La foule accourue était immense. Composée de nobles pimpants et de vilains pieds-nus, la cohue était en liesse. Tous buvaient et mangeaient en attendant le spectacle. Qu’attendaient-ils ? Suivant un arrêt du Parlement de Paris, et en accord avec la volonté expresse du jeune roi de France Charles le Bien-Aimé (qui deviendra Charles VI le Fou !) la foule attendait un combat judiciaire sans merci entre le chevalier normand Jean de Carrouges et un écuyer normand nommé Jacques Le Gris. C’était un samedi, le 29 décembre 1386, à Paris.
Quelques milliers de spectateurs assistaient à ce duel, y compris le roi de France, la reine Isabeau de Bavière et toute la cour. Après les plaidoiries, les rites religieux, les cris des hérauts, les sons aigus des trompettes luisantes, les inspections du maréchal et du connétable et l’entrée en lice des deux combattants, le combat commença. Les deux combattants apparurent, couverts d’armures en fer et montés sur des destriers caparaçonnés. Un seul allait survivre à cette épreuve. Ce fut le dernier duel judiciaire autorisé par le Parlement de Paris…
Ce combat entre Jean de Carrouges et Jacques Le Gris a inspiré un livre (The Last Duel, Eric Jager, Random House, 2004) et un film à grand spectacle (Le Dernier Duel, Ridley Scott , 2021). Bien que conforme au droit de l’époque, ce combat reste malgré tout de nature exceptionnelle étant donné les spécificités de l’affaire Carrouges-Le Gris et l’époque à laquelle il a eu lieu.
Le « Jugement de Dieu » (ou ordalie)
La longue tradition du duel judiciaire du Moyen Âge nous apprend beaucoup sur la diversité et l’évolution du droit féodal. Elle nous renseigne également sur le caractère humain et son intense besoin de conserver l’honneur et la réputation.
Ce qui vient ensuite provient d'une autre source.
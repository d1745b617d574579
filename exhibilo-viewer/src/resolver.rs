/// Turns asset references into fetchable sources
use std::sync::Arc;

use bytes::Bytes;
use reqwest::header::CONTENT_TYPE;
use reqwest::{Client, Response};
use tracing::{debug, warn};
use url::Url;

use crate::asset::{AssetReference, ObjectUrl, ObjectUrls};
use crate::error::LoadError;

/// A reference that passed resolution
#[derive(Debug)]
pub enum ResolvedSource {
    /// Upload served from a temporary object URL. Dropping it releases the URL.
    Blob { name: String, object_url: ObjectUrl },
    /// Remote asset that answered the existence check
    Remote { url: Url },
}

impl ResolvedSource {
    pub fn locator(&self) -> &str {
        match self {
            Self::Blob { object_url, .. } => object_url.as_str(),
            Self::Remote { url } => url.as_str(),
        }
    }
}

/// Resolves references against a page origin and checks remote assets with
/// a HEAD request before anything is downloaded.
#[derive(Debug, Clone)]
pub struct Resolver {
    client: Client,
    origin: Url,
    object_urls: Arc<ObjectUrls>,
}

impl Resolver {
    pub fn new(origin: Url) -> Self {
        Self::with_client(Client::new(), origin)
    }

    pub fn with_client(client: Client, origin: Url) -> Self {
        Self {
            client,
            origin,
            object_urls: ObjectUrls::new(),
        }
    }

    pub fn origin(&self) -> &Url {
        &self.origin
    }

    pub fn object_urls(&self) -> &Arc<ObjectUrls> {
        &self.object_urls
    }

    /// Join `reference` onto the origin. Absolute URLs pass through.
    pub fn absolutize(&self, reference: &str) -> Result<Url, LoadError> {
        self.origin
            .join(reference)
            .map_err(|err| LoadError::FetchFailed {
                url: reference.to_owned(),
                reason: err.to_string(),
            })
    }

    pub async fn resolve(&self, reference: AssetReference) -> Result<ResolvedSource, LoadError> {
        match reference {
            AssetReference::Upload(blob) => {
                let object_url = self.object_urls.create(&blob);
                debug!(name = blob.name(), url = object_url.as_str(), "resolved upload");
                Ok(ResolvedSource::Blob {
                    name: blob.name().to_owned(),
                    object_url,
                })
            }
            AssetReference::Remote(reference) => {
                let url = self.absolutize(&reference)?;
                self.check_exists(&url).await?;
                debug!(%url, "resolved remote asset");
                Ok(ResolvedSource::Remote { url })
            }
        }
    }

    /// HEAD request: the asset must exist and must not be an HTML page
    pub async fn check_exists(&self, url: &Url) -> Result<(), LoadError> {
        let response = self
            .client
            .head(url.clone())
            .send()
            .await
            .map_err(|err| fetch_failed(url, err))?;
        check_status(url, &response)?;

        let content_type = response
            .headers()
            .get(CONTENT_TYPE)
            .and_then(|value| value.to_str().ok())
            .unwrap_or_default()
            .to_ascii_lowercase();
        if content_type.contains("text/html") {
            warn!(%url, %content_type, "asset URL serves HTML");
            return Err(LoadError::InvalidContentType {
                url: url.to_string(),
                content_type,
            });
        }
        Ok(())
    }

    /// Read the full payload of a resolved source
    pub async fn fetch(&self, source: &ResolvedSource) -> Result<Bytes, LoadError> {
        match source {
            ResolvedSource::Blob { object_url, .. } => {
                object_url.read().ok_or_else(|| LoadError::FetchFailed {
                    url: object_url.as_str().to_owned(),
                    reason: "object URL was released".to_owned(),
                })
            }
            ResolvedSource::Remote { url } => self.get(url).await,
        }
    }

    /// GET a file referenced from a remote asset, relative to that asset's URL
    pub async fn fetch_related(&self, base: &Url, reference: &str) -> Result<Bytes, LoadError> {
        let url = base.join(reference).map_err(|err| LoadError::FetchFailed {
            url: reference.to_owned(),
            reason: err.to_string(),
        })?;
        debug!(%url, "fetching related file");
        self.get(&url).await
    }

    async fn get(&self, url: &Url) -> Result<Bytes, LoadError> {
        let response = self
            .client
            .get(url.clone())
            .send()
            .await
            .map_err(|err| fetch_failed(url, err))?;
        check_status(url, &response)?;
        response.bytes().await.map_err(|err| fetch_failed(url, err))
    }
}

fn check_status(url: &Url, response: &Response) -> Result<(), LoadError> {
    let status = response.status();
    if status.is_success() {
        return Ok(());
    }
    Err(LoadError::NotFound {
        status: status.as_u16(),
        url: url.to_string(),
    })
}

fn fetch_failed(url: &Url, err: reqwest::Error) -> LoadError {
    LoadError::FetchFailed {
        url: url.to_string(),
        reason: err.to_string(),
    }
}
use crate::format::ModelFormat;

/// Everything that can go wrong turning bytes into a [`crate::DecodedAsset`]
#[derive(thiserror::Error, Debug)]
pub enum DecodeError {
    #[error("unsupported format {extension:?}, use .glb, .gltf, .obj or .stl")]
    UnsupportedFormat { extension: String },

    #[error("malformed STL: {0}")]
    Stl(String),

    #[error("malformed OBJ: {0}")]
    Obj(#[from] tobj::LoadError),

    #[error("malformed glTF: {0}")]
    Gltf(#[from] gltf::Error),

    #[error("glTF buffer {0:?} is not embedded and was not provided")]
    MissingBuffer(String),

    #[error("glTF buffer {index} holds {actual} bytes, expected {expected}")]
    BufferTooShort {
        index: usize,
        expected: usize,
        actual: usize,
    },

    #[error("malformed glTF data URI: {0}")]
    DataUri(String),

    #[error("glTF file has no scene to display")]
    MissingScene,

    #[error("glTF node hierarchy deeper than {0} levels")]
    NodeDepth(usize),

    #[error("glTF primitive {mesh}/{primitive} has no positions")]
    MissingPositions { mesh: usize, primitive: usize },

    #[error("index {index} out of range in {format} mesh")]
    IndexOutOfRange { format: ModelFormat, index: u32 },

    #[error("Draco-compressed mesh found but no Draco decoder path is configured")]
    DracoNotConfigured,

    #[error("Draco decoding failed: {0}")]
    Draco(String),

    #[error(transparent)]
    Io(#[from] std::io::Error),
}
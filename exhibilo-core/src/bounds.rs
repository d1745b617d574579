/// Axis-aligned bounding boxes over decoded scene trees
use nalgebra::{Point3, Vector3};

use crate::scene::DecodedAsset;

/// Smallest axis-aligned box enclosing a set of points.
///
/// A box that has seen no points is empty: its min is `+inf` and its max
/// is `-inf`, so the first `expand` always wins.
#[derive(Debug, Clone, Copy, PartialEq)]
pub struct BoundingBox {
    pub min: Point3<f32>,
    pub max: Point3<f32>,
}

impl BoundingBox {
    pub fn empty() -> Self {
        Self {
            min: Point3::new(f32::INFINITY, f32::INFINITY, f32::INFINITY),
            max: Point3::new(f32::NEG_INFINITY, f32::NEG_INFINITY, f32::NEG_INFINITY),
        }
    }

    pub fn from_points<I>(points: I) -> Self
    where
        I: IntoIterator<Item = Point3<f32>>,
    {
        let mut bounds = Self::empty();
        for point in points {
            bounds.expand(&point);
        }
        bounds
    }

    /// World-space bounds of every vertex in the asset
    pub fn from_asset(asset: &DecodedAsset) -> Self {
        let mut bounds = Self::empty();
        asset.for_each_mesh(|world, model_mesh| {
            for point in model_mesh.mesh.world_positions(world) {
                bounds.expand(&point);
            }
        });
        bounds
    }

    pub fn expand(&mut self, point: &Point3<f32>) {
        self.min = self.min.inf(point);
        self.max = self.max.sup(point);
    }

    pub fn is_empty(&self) -> bool {
        self.min.x > self.max.x || self.min.y > self.max.y || self.min.z > self.max.z
    }

    /// Geometric center. The origin for an empty box.
    pub fn center(&self) -> Point3<f32> {
        if self.is_empty() {
            return Point3::origin();
        }
        nalgebra::center(&self.min, &self.max)
    }

    /// Width, height and depth. Zero for an empty box.
    pub fn size(&self) -> Vector3<f32> {
        if self.is_empty() {
            return Vector3::zeros();
        }
        self.max - self.min
    }

    /// Largest of the three axis extents
    pub fn max_extent(&self) -> f32 {
        self.size().max()
    }
}

impl Default for BoundingBox {
    fn default() -> Self {
        Self::empty()
    }
}

#[cfg(test)]
mod tests {
    use super::*;
    use crate::format::ModelFormat;
    use crate::geometry::Mesh;
    use crate::scene::{Material, ModelMesh, SceneNode};
    use nalgebra::Matrix4;

    #[test]
    fn test_empty_box_reports_origin_and_zero_size() {
        let bounds = BoundingBox::empty();
        assert!(bounds.is_empty());
        assert_eq!(bounds.center(), Point3::origin());
        assert_eq!(bounds.max_extent(), 0.0);
    }

    #[test]
    fn test_from_points() {
        let bounds = BoundingBox::from_points([
            Point3::new(1.0, -2.0, 0.0),
            Point3::new(3.0, 4.0, 1.0),
        ]);
        assert_eq!(bounds.center(), Point3::new(2.0, 1.0, 0.5));
        assert_eq!(bounds.size(), Vector3::new(2.0, 6.0, 1.0));
        assert_eq!(bounds.max_extent(), 6.0);
    }

    #[test]
    fn test_single_point_is_degenerate_not_empty() {
        let bounds = BoundingBox::from_points([Point3::new(5.0, 5.0, 5.0)]);
        assert!(!bounds.is_empty());
        assert_eq!(bounds.max_extent(), 0.0);
        assert_eq!(bounds.center(), Point3::new(5.0, 5.0, 5.0));
    }

    #[test]
    fn test_from_asset_uses_world_transforms() {
        let mut node = SceneNode::new(None)
            .with_mesh(ModelMesh::new(Mesh::cube(2.0), Material::default()));
        node.transform = Matrix4::new_scaling(3.0);
        let asset = DecodedAsset::new(ModelFormat::Stl, node);

        let bounds = BoundingBox::from_asset(&asset);
        assert!((bounds.max_extent() - 6.0).abs() < 1e-5);
        assert!(bounds.center().coords.norm() < 1e-5);
    }
}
Le combat judiciaire a des origines très anciennes. On en trouve des traces explicites dès 502, dans la Gombette, célèbre recueil de lois du roi de Bourgogne Gondebaud (ou Gundobad). C'est une forme parmi d'autres du Judicium Dei, ou « Jugement de Dieu », aussi appelé ordalie, d'après un vieux mot du latin médiéval qui désigne une épreuve.
Dans le cas d'un différend entre deux personnes, l'ordalie prend la forme d'un duel. Dans le cas d'une accusation portée contre une personne, c'est une épreuve comme de porter un fer rouge sur plusieurs pas, de plonger pieds et poings liés dans une rivière ou encore de se gaver à outrance de pain et fromage ! Dans tous les cas, c'est Dieu qui est censé guider la main de l'accusé, voire de l'accusateur.
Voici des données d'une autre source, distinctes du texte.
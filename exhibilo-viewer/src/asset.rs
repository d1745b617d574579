/// Asset references, uploaded blobs and their temporary preview handles
use std::collections::HashMap;
use std::fmt;
use std::path::Path;
use std::sync::Arc;

use bytes::Bytes;
use exhibilo_core::ModelFormat;
use parking_lot::Mutex;
use percent_encoding::percent_decode_str;
use tracing::{debug, trace};
use url::Url;

/// Raw bytes supplied by the user, with the file name they came with
#[derive(Clone, PartialEq, Eq)]
pub struct UploadedBlob {
    name: String,
    bytes: Bytes,
}

impl UploadedBlob {
    pub fn new(name: impl Into<String>, bytes: impl Into<Bytes>) -> Self {
        Self {
            name: name.into(),
            bytes: bytes.into(),
        }
    }

    /// Read a local file the way a file picker would hand it over
    pub fn from_path(path: &Path) -> std::io::Result<Self> {
        let bytes = std::fs::read(path)?;
        let name = path
            .file_name()
            .map(|name| name.to_string_lossy().into_owned())
            .unwrap_or_else(|| path.display().to_string());
        Ok(Self::new(name, bytes))
    }

    pub fn name(&self) -> &str {
        &self.name
    }

    pub fn bytes(&self) -> &Bytes {
        &self.bytes
    }
}

impl fmt::Debug for UploadedBlob {
    fn fmt(&self, f: &mut fmt::Formatter<'_>) -> fmt::Result {
        f.debug_struct("UploadedBlob")
            .field("name", &self.name)
            .field("len", &self.bytes.len())
            .finish()
    }
}

/// What the user asked the viewer to show
#[derive(Debug, Clone, PartialEq, Eq)]
pub enum AssetReference {
    Upload(UploadedBlob),
    /// Absolute URL, or a path relative to the page origin
    Remote(String),
}

impl AssetReference {
    /// Interpret a command line argument: an existing local file becomes an
    /// upload, anything else is treated as a URL.
    pub fn from_argument(arg: &str) -> std::io::Result<Self> {
        let is_url = Url::parse(arg)
            .map(|url| matches!(url.scheme(), "http" | "https"))
            .unwrap_or(false);
        if !is_url && Path::new(arg).is_file() {
            return UploadedBlob::from_path(Path::new(arg)).map(Self::Upload);
        }
        Ok(Self::Remote(arg.to_owned()))
    }

    /// File name for uploads, the reference string for remote assets
    pub fn name(&self) -> &str {
        match self {
            Self::Upload(blob) => blob.name(),
            Self::Remote(reference) => reference,
        }
    }

    pub fn format(&self) -> ModelFormat {
        ModelFormat::from_name(self.name())
    }
}

/// Gather the sources given on the command line, in the order they are
/// shown. Local files come first, then URLs, then the page's `?model=`
/// parameter, so an upload always wins over the link.
pub fn collect_sources(
    arguments: &[String],
    page_url: Option<&str>,
) -> std::io::Result<Vec<AssetReference>> {
    let references = arguments
        .iter()
        .map(|arg| AssetReference::from_argument(arg))
        .collect::<std::io::Result<Vec<_>>>()?;
    let (mut sources, remotes): (Vec<_>, Vec<_>) = references
        .into_iter()
        .partition(|reference| matches!(reference, AssetReference::Upload(_)));
    sources.extend(remotes);
    sources.extend(page_url.and_then(model_param).map(AssetReference::Remote));
    Ok(sources)
}

/// Extract the `model` query parameter from a page URL.
///
/// The value is decoded once by the query parser and once more on top, so
/// links that double-encode their target still work. When the second pass
/// does not yield valid UTF-8 the once-decoded value is kept.
pub fn model_param(page_url: &str) -> Option<String> {
    let url = Url::parse(page_url).ok()?;
    let (_, value) = url.query_pairs().find(|(key, _)| key == "model")?;
    if value.is_empty() {
        return None;
    }

    match percent_decode_str(&value).decode_utf8() {
        Ok(decoded) => Some(decoded.into_owned()),
        Err(_) => Some(value.into_owned()),
    }
}

#[derive(Default)]
struct Registry {
    next_id: u64,
    live: HashMap<String, Bytes>,
    released: u64,
}

/// In-process stand-in for browser object URLs: uploads get a temporary
/// `blob:` handle that the decoder reads from.
#[derive(Default)]
pub struct ObjectUrls {
    inner: Mutex<Registry>,
}

impl ObjectUrls {
    pub fn new() -> Arc<Self> {
        Arc::new(Self::default())
    }

    /// Register `blob` and hand out a handle that is released when dropped
    pub fn create(self: &Arc<Self>, blob: &UploadedBlob) -> ObjectUrl {
        let mut inner = self.inner.lock();
        inner.next_id += 1;
        let url = format!("blob:exhibilo/{}", inner.next_id);
        inner.live.insert(url.clone(), blob.bytes().clone());
        trace!(%url, name = blob.name(), "created object URL");

        ObjectUrl {
            url,
            registry: Arc::clone(self),
        }
    }

    pub fn read(&self, url: &str) -> Option<Bytes> {
        self.inner.lock().live.get(url).cloned()
    }

    /// Handles created and not yet released
    pub fn live_count(&self) -> usize {
        self.inner.lock().live.len()
    }

    /// Handles released so far
    pub fn released_count(&self) -> u64 {
        self.inner.lock().released
    }

    fn release(&self, url: &str) {
        let mut inner = self.inner.lock();
        if inner.live.remove(url).is_some() {
            inner.released += 1;
            debug!(%url, "released object URL");
        }
    }
}

impl fmt::Debug for ObjectUrls {
    fn fmt(&self, f: &mut fmt::Formatter<'_>) -> fmt::Result {
        let inner = self.inner.lock();
        f.debug_struct("ObjectUrls")
            .field("live", &inner.live.len())
            .field("released", &inner.released)
            .finish()
    }
}

/// A temporary handle to an uploaded blob. Not cloneable; dropping it
/// releases the handle exactly once.
#[derive(Debug)]
pub struct ObjectUrl {
    url: String,
    registry: Arc<ObjectUrls>,
}

impl ObjectUrl {
    pub fn as_str(&self) -> &str {
        &self.url
    }

    pub fn read(&self) -> Option<Bytes> {
        self.registry.read(&self.url)
    }
}

impl Drop for ObjectUrl {
    fn drop(&mut self) {
        self.registry.release(&self.url);
    }
}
Si le fer rouge laisse seulement une jolie cicatrice, il paraît évident que l'impétrant est innocent (d'où l'expression : « J'en mettrais ma main au feu ! »). Si l'accusé(e) coule au fond de la rivière, au risque de mourir, c'est aussi qu'elle est innocente car l'eau l'a accepté en son sein ; innocente aussi si elle survit au gavage !
Ce n’est pas à dire que tout le monde croyait au rôle central de Dieu dans ces ordalies. Après Charlemagne, au IXe siècle, on tendit progressivement à restreindre leur usage. Les ecclésiastiques, y compris le pape Nicolas I en 867, ne se privaient pas de railler les injustices auxquelles elles pouvaient donner lieu. Malgré cela, elles ont perduré en Europe pendant près de mille ans.